# clown loach ich



## love2fish (Aug 26, 2010)

Hi again, well my clown loaches do have ich. We changed the water just before I started treatment. I'm using Nox-ich, they seem to be improving a bit. It says to use for 3 days which would make today the third day however they are still quite itchy and have quite alot of white spots still on them. Can someone tell me how long I can use this stuff for, when should I change the water and just any follow up info I need to know? Thanks.


----------



## WhiteGloveAquatics (Sep 3, 2009)

try some salt for stress relief(aquarium salt not table or marine salt) and crank the heat up to around 88 degrees for 4 weeks, two weeks into it the ich should be gone and another two weeks to insure its killed in the water column.

Chemicals are a very very last resort.


----------



## jrman83 (Jul 9, 2010)

Loaches are scaleless and most meds you should reduce the dose by half. To counter that most people will treat twice as long as the label says.

High tenp and salt will do it. No prescribed time period as the ich cycle is about 4days at temps above 75. The guidline is go 3 days beyond the last sign of ich on your fish. Just bring the temp up very slowly, no more than 1-2 degrees per hour. It took 9 days for my tank at 89 degrees.

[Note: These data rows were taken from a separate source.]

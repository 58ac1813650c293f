use axum::{
    body::HttpBody,
    extract::Request,
    http::{HeaderMap, StatusCode, header},
    response::Response,
};
use futures::FutureExt;
use futures::future::BoxFuture;
use std::any::Any;
use std::panic::AssertUnwindSafe;
use std::sync::Arc;
use std::time::{Duration, Instant};
use tower::Service;

use super::collector::MetricsCollector;
use super::config::MetricsConfig;
use super::context::RequestContext;
use super::exceptions::{HandlerFailure, short_type_name};
use super::labels::{RequestLabels, SkipList};

/// Build a Tower layer for metrics collection
///
/// Returns `None` when metrics are disabled in the configuration.
pub fn build_metrics_layer(
    collector: Arc<MetricsCollector>,
    config: &MetricsConfig,
) -> Option<MetricsLayer> {
    if !config.enabled {
        return None;
    }

    Some(
        MetricsLayer::new(collector)
            .skip_paths(&config.skip_paths)
            .log_requests(config.log_requests),
    )
}

/// Tower layer for metrics collection
#[derive(Clone)]
pub struct MetricsLayer {
    collector: Arc<MetricsCollector>,
    skip: Arc<SkipList>,
    log_requests: bool,
}

impl MetricsLayer {
    /// Layer recording every request, with an empty skip-list
    pub fn new(collector: Arc<MetricsCollector>) -> Self {
        Self {
            collector,
            skip: Arc::new(SkipList::default()),
            log_requests: false,
        }
    }

    /// Replace the skip-list
    pub fn skip_paths<I, P>(mut self, paths: I) -> Self
    where
        I: IntoIterator<Item = P>,
        P: AsRef<str>,
    {
        self.skip = Arc::new(SkipList::new(paths));
        self
    }

    /// Log every instrumented request through `tracing`
    pub fn log_requests(mut self, enabled: bool) -> Self {
        self.log_requests = enabled;
        self
    }
}

impl<S> tower::Layer<S> for MetricsLayer {
    type Service = MetricsService<S>;

    fn layer(&self, inner: S) -> Self::Service {
        MetricsService {
            inner,
            collector: self.collector.clone(),
            skip: self.skip.clone(),
            log_requests: self.log_requests,
        }
    }
}

/// Tower service for metrics collection
#[derive(Clone)]
pub struct MetricsService<S> {
    inner: S,
    collector: Arc<MetricsCollector>,
    skip: Arc<SkipList>,
    log_requests: bool,
}

impl<S, ResBody> Service<Request> for MetricsService<S>
where
    S: Service<Request, Response = Response<ResBody>>,
    S::Future: Send + 'static,
    S::Error: Send + 'static,
    ResBody: HttpBody + Send + 'static,
{
    type Response = Response<ResBody>;
    type Error = S::Error;
    type Future = BoxFuture<'static, Result<Self::Response, Self::Error>>;

    fn poll_ready(
        &mut self,
        cx: &mut std::task::Context<'_>,
    ) -> std::task::Poll<Result<(), Self::Error>> {
        self.inner.poll_ready(cx)
    }

    fn call(&mut self, req: Request) -> Self::Future {
        if self.skip.matches(req.uri().path()) {
            return Box::pin(self.inner.call(req));
        }

        let collector = self.collector.clone();
        let log_requests = self.log_requests;
        let start = Instant::now();
        let labels = RequestLabels::from_request(&req);
        let request_size = request_body_size(&req);

        // Released when the returned future completes or is dropped.
        let in_flight = collector.request_started(&labels, request_size);

        let fut = self.inner.call(req);

        Box::pin(async move {
            let _in_flight = in_flight;
            let (outcome, ctx) = RequestContext::scope(AssertUnwindSafe(fut).catch_unwind()).await;
            let duration = start.elapsed();

            let result = match outcome {
                Ok(Ok(response)) => {
                    record_response(&collector, &labels, &response, duration, log_requests);
                    Ok(response)
                }
                Ok(Err(err)) => {
                    let error_type = short_type_name::<S::Error>();
                    record_failure(&collector, &labels, error_type, duration, log_requests);
                    Err(err)
                }
                Err(panic) => {
                    tracing::error!(
                        method = %labels.method,
                        path = %labels.path,
                        panic = %panic_message(&*panic),
                        "Handler panicked"
                    );
                    record_failure(&collector, &labels, "panic", duration, log_requests);
                    flush_token_usage(&collector, &ctx);
                    std::panic::resume_unwind(panic);
                }
            };

            flush_token_usage(&collector, &ctx);
            result
        })
    }
}

fn record_response<B: HttpBody>(
    collector: &MetricsCollector,
    labels: &RequestLabels,
    response: &Response<B>,
    duration: Duration,
    log_requests: bool,
) {
    let status = response.status().as_u16();

    match response.extensions().get::<HandlerFailure>() {
        Some(failure) => {
            collector.record_request_error(labels, status, &failure.error_type, duration);
            collector.track_exception(&failure.error_type, &failure.module, Some(status));
        }
        None => collector.record_request(labels, status, duration),
    }

    if let Some(size) = response_body_size(response) {
        collector.record_response_size(labels, status, size);
    }

    if log_requests {
        log_request(labels, response.status(), duration);
    }
}

fn record_failure(
    collector: &MetricsCollector,
    labels: &RequestLabels,
    error_type: &str,
    duration: Duration,
    log_requests: bool,
) {
    let status = StatusCode::INTERNAL_SERVER_ERROR;
    collector.record_request_error(labels, status.as_u16(), error_type, duration);
    collector.track_exception(error_type, "unknown", Some(status.as_u16()));

    if log_requests {
        log_request(labels, status, duration);
    }
}

fn flush_token_usage(collector: &MetricsCollector, ctx: &RequestContext) {
    let usage = ctx.token_usage();
    if !usage.is_empty() {
        collector.track_token_usage(&usage);
    }
}

fn request_body_size(req: &Request) -> Option<u64> {
    content_length(req.headers()).or_else(|| req.body().size_hint().exact())
}

fn response_body_size<B: HttpBody>(response: &Response<B>) -> Option<u64> {
    response
        .body()
        .size_hint()
        .exact()
        .or_else(|| content_length(response.headers()))
}

fn content_length(headers: &HeaderMap) -> Option<u64> {
    headers
        .get(header::CONTENT_LENGTH)
        .and_then(|v| v.to_str().ok())
        .and_then(|v| v.parse().ok())
}

fn panic_message(payload: &(dyn Any + Send)) -> &str {
    if let Some(msg) = payload.downcast_ref::<&'static str>() {
        msg
    } else if let Some(msg) = payload.downcast_ref::<String>() {
        msg.as_str()
    } else {
        "non-string panic payload"
    }
}

fn log_request(labels: &RequestLabels, status: StatusCode, duration: Duration) {
    let duration_ms = duration.as_millis();

    if status.is_server_error() {
        tracing::error!(
            method = %labels.method,
            path = %labels.path,
            status = status.as_u16(),
            duration_ms,
            "{} {} {} {}ms",
            labels.method,
            labels.path,
            status.as_u16(),
            duration_ms
        );
    } else if status.is_client_error() {
        tracing::warn!(
            method = %labels.method,
            path = %labels.path,
            status = status.as_u16(),
            duration_ms,
            "{} {} {} {}ms",
            labels.method,
            labels.path,
            status.as_u16(),
            duration_ms
        );
    } else {
        tracing::info!(
            method = %labels.method,
            path = %labels.path,
            status = status.as_u16(),
            duration_ms,
            "{} {} {} {}ms",
            labels.method,
            labels.path,
            status.as_u16(),
            duration_ms
        );
    }
}

#[cfg(test)]
mod tests {
    use super::*;
    use axum::body::Body;

    #[test]
    fn test_disabled_metrics_layer() {
        let collector = Arc::new(MetricsCollector::new("test").unwrap());
        let config = MetricsConfig::builder().enabled(false).build();
        assert!(build_metrics_layer(collector, &config).is_none());
    }

    #[test]
    fn test_metrics_layer_from_config() {
        let collector = Arc::new(MetricsCollector::new("test").unwrap());
        let config = MetricsConfig::builder()
            .skip_paths(["/health", "/internal/*"])
            .log_requests(true)
            .build();

        let layer = build_metrics_layer(collector, &config).unwrap();
        assert!(layer.skip.matches("/health"));
        assert!(layer.skip.matches("/internal/x"));
        assert!(!layer.skip.matches("/metrics"));
        assert!(layer.log_requests);
    }

    #[test]
    fn test_request_body_size_prefers_content_length() {
        let req = Request::builder()
            .uri("/upload")
            .header(header::CONTENT_LENGTH, "42")
            .body(Body::empty())
            .unwrap();
        assert_eq!(request_body_size(&req), Some(42));

        let req = Request::builder()
            .uri("/upload")
            .body(Body::from("hello"))
            .unwrap();
        assert_eq!(request_body_size(&req), Some(5));
    }

    #[test]
    fn test_panic_message() {
        let payload: Box<dyn Any + Send> = Box::new("boom");
        assert_eq!(panic_message(&*payload), "boom");

        let payload: Box<dyn Any + Send> = Box::new(String::from("owned boom"));
        assert_eq!(panic_message(&*payload), "owned boom");

        let payload: Box<dyn Any + Send> = Box::new(7_u8);
        assert_eq!(panic_message(&*payload), "non-string panic payload");
    }
}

Ich stops reproducing at 85 and can be killed at 88 or so.


----------



## love2fish (Aug 26, 2010)

Thanks guys for getting back to me so soon!! I forgot to ask, can I use grocery store sea salt, I'm a couple of hours from the nearest pet store and won't be able to get there til monday. And how much salt should I use, it's a 30 gal tank but I took some water out to help increase the oxygen level.


----------



## WhiteGloveAquatics (Sep 3, 2009)

sea salt no but there is a salt you can use that is at the grocers rather then a pet store, I just forget the name of it.


----------



## love2fish (Aug 26, 2010)

Aww WhiteDevil you're killing me!!! lol, I just fed everybody and the cls are eating and definetly acting better but under the light the one guy seems to be clearing up a bit but the other one(of course my favorite) is just covered with this crap. I wonder if I'm fighting a losing battle.


----------